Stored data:
_ _ _ _

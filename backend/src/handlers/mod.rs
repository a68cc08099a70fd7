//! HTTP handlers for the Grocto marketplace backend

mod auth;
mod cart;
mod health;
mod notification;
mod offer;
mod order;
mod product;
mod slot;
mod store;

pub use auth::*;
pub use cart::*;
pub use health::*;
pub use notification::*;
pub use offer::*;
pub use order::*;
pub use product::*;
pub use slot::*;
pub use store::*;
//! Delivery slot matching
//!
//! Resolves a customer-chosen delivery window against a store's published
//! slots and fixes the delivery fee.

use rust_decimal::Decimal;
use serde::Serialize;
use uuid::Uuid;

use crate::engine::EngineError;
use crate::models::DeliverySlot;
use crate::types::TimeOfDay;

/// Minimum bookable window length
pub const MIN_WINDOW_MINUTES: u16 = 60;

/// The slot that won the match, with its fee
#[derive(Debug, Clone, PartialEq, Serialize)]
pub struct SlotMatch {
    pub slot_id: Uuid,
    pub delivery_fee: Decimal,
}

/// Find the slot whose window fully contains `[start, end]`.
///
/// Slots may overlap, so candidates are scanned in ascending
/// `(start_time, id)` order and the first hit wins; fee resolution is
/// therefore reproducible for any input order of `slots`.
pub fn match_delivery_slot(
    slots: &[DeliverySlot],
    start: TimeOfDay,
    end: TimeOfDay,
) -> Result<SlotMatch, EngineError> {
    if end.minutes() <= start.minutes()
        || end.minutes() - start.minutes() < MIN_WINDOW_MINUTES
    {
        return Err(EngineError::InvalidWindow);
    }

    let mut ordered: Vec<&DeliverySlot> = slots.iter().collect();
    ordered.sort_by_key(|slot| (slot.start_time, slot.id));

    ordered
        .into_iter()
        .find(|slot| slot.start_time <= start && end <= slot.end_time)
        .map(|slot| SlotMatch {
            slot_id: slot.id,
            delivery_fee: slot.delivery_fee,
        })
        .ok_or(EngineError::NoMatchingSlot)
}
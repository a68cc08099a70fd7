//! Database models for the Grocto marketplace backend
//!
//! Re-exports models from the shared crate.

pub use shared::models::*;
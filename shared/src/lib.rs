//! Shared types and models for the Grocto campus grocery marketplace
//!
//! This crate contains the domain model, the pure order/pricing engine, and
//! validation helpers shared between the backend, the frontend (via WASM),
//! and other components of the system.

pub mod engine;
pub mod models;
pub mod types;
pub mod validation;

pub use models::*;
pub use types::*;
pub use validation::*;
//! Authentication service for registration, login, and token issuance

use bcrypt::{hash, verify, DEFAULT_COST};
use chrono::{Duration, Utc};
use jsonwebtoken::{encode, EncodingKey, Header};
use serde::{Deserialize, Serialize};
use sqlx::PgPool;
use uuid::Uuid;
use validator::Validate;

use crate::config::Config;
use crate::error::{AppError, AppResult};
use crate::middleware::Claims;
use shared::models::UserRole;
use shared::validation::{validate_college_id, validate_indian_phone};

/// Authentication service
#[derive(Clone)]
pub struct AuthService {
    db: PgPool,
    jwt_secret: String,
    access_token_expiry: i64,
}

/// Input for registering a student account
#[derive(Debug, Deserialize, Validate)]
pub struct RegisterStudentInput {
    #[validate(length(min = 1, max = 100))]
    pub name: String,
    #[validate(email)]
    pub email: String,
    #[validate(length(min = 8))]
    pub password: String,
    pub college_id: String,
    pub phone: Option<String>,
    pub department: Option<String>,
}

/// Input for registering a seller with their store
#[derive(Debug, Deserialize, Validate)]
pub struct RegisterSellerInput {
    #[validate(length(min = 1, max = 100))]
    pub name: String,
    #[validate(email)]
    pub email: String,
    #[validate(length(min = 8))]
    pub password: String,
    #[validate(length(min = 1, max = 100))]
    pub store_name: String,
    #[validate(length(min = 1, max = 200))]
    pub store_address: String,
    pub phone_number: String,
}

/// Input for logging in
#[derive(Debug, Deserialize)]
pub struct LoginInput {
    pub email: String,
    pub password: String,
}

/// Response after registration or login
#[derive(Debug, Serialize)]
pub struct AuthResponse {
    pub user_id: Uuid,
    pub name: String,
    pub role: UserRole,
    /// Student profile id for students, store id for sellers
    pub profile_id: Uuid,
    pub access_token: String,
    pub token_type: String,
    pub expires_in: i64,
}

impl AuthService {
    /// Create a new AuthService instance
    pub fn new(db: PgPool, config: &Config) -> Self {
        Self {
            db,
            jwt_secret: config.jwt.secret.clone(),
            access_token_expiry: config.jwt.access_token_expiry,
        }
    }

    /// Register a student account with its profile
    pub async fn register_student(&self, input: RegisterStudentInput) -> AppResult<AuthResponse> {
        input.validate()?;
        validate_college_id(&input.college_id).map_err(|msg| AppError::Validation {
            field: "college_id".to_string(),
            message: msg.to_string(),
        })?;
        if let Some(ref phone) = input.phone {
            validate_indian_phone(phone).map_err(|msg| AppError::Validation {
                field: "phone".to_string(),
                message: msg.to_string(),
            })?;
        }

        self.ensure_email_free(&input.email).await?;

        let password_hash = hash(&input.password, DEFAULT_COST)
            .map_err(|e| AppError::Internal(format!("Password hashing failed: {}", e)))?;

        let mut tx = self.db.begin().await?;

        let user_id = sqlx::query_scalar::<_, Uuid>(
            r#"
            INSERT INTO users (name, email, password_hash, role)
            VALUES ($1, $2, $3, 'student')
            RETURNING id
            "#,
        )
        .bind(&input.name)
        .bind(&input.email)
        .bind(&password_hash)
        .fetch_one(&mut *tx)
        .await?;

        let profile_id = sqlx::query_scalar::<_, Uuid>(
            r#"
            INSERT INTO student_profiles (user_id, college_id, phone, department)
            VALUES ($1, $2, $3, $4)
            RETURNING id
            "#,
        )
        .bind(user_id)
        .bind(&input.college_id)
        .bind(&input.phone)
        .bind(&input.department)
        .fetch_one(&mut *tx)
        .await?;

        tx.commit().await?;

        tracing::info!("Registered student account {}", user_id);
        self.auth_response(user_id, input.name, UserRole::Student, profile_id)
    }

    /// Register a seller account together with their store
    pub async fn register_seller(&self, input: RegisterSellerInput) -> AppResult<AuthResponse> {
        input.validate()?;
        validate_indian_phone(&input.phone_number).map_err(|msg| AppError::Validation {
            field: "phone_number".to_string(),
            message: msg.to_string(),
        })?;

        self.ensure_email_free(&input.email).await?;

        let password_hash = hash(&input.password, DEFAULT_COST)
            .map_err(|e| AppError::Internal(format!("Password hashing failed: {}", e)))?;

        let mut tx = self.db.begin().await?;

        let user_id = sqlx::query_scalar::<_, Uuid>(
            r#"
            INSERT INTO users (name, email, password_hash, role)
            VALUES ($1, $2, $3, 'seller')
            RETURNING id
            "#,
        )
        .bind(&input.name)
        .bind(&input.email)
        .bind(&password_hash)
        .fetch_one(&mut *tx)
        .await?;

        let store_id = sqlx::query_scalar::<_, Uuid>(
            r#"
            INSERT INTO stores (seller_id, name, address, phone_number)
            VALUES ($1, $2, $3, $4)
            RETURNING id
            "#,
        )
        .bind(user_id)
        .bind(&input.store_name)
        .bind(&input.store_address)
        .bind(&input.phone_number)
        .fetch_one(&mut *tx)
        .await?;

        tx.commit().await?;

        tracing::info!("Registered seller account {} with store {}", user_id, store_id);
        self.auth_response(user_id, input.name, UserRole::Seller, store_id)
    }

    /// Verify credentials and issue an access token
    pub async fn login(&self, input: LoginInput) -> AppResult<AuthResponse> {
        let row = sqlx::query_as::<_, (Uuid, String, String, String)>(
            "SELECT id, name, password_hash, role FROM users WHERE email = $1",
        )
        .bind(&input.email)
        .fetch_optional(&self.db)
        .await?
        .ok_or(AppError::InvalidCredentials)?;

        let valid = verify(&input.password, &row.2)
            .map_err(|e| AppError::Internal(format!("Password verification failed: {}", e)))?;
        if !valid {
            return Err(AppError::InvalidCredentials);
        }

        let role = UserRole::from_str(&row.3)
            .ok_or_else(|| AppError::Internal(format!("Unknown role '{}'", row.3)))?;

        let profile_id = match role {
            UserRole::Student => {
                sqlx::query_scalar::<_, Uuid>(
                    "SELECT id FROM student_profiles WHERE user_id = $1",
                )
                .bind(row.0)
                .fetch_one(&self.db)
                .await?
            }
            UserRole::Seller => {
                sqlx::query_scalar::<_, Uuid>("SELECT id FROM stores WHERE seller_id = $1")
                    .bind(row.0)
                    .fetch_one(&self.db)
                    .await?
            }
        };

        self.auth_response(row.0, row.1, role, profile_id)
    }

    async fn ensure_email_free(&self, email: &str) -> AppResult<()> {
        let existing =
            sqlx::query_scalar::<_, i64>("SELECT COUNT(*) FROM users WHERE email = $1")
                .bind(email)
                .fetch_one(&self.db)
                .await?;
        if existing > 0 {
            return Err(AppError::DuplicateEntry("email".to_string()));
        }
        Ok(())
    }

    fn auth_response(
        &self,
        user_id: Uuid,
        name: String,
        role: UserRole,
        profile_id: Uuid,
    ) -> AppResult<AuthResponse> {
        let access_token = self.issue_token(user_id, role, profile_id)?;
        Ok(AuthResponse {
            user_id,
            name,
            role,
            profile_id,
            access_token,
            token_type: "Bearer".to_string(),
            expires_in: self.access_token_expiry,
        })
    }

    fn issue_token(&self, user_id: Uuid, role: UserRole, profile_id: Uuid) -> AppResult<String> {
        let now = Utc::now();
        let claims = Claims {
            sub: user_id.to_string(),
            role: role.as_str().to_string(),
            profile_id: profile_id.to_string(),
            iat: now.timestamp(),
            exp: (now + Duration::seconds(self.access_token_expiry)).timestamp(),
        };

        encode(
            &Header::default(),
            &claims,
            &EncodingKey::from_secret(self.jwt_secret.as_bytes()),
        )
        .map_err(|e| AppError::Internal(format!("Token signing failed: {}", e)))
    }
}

_ _ _ _

**ACTIVITY:** List the lines of the records where "config" occurs.

**REPLY TO THE EXERCISE:**
use crate::config::Config;
    pub fn new(db: PgPool, config: &Config) -> Self {
            jwt_secret: config.jwt.secret.clone(),
            access_token_expiry: config.jwt.access_token_expiry,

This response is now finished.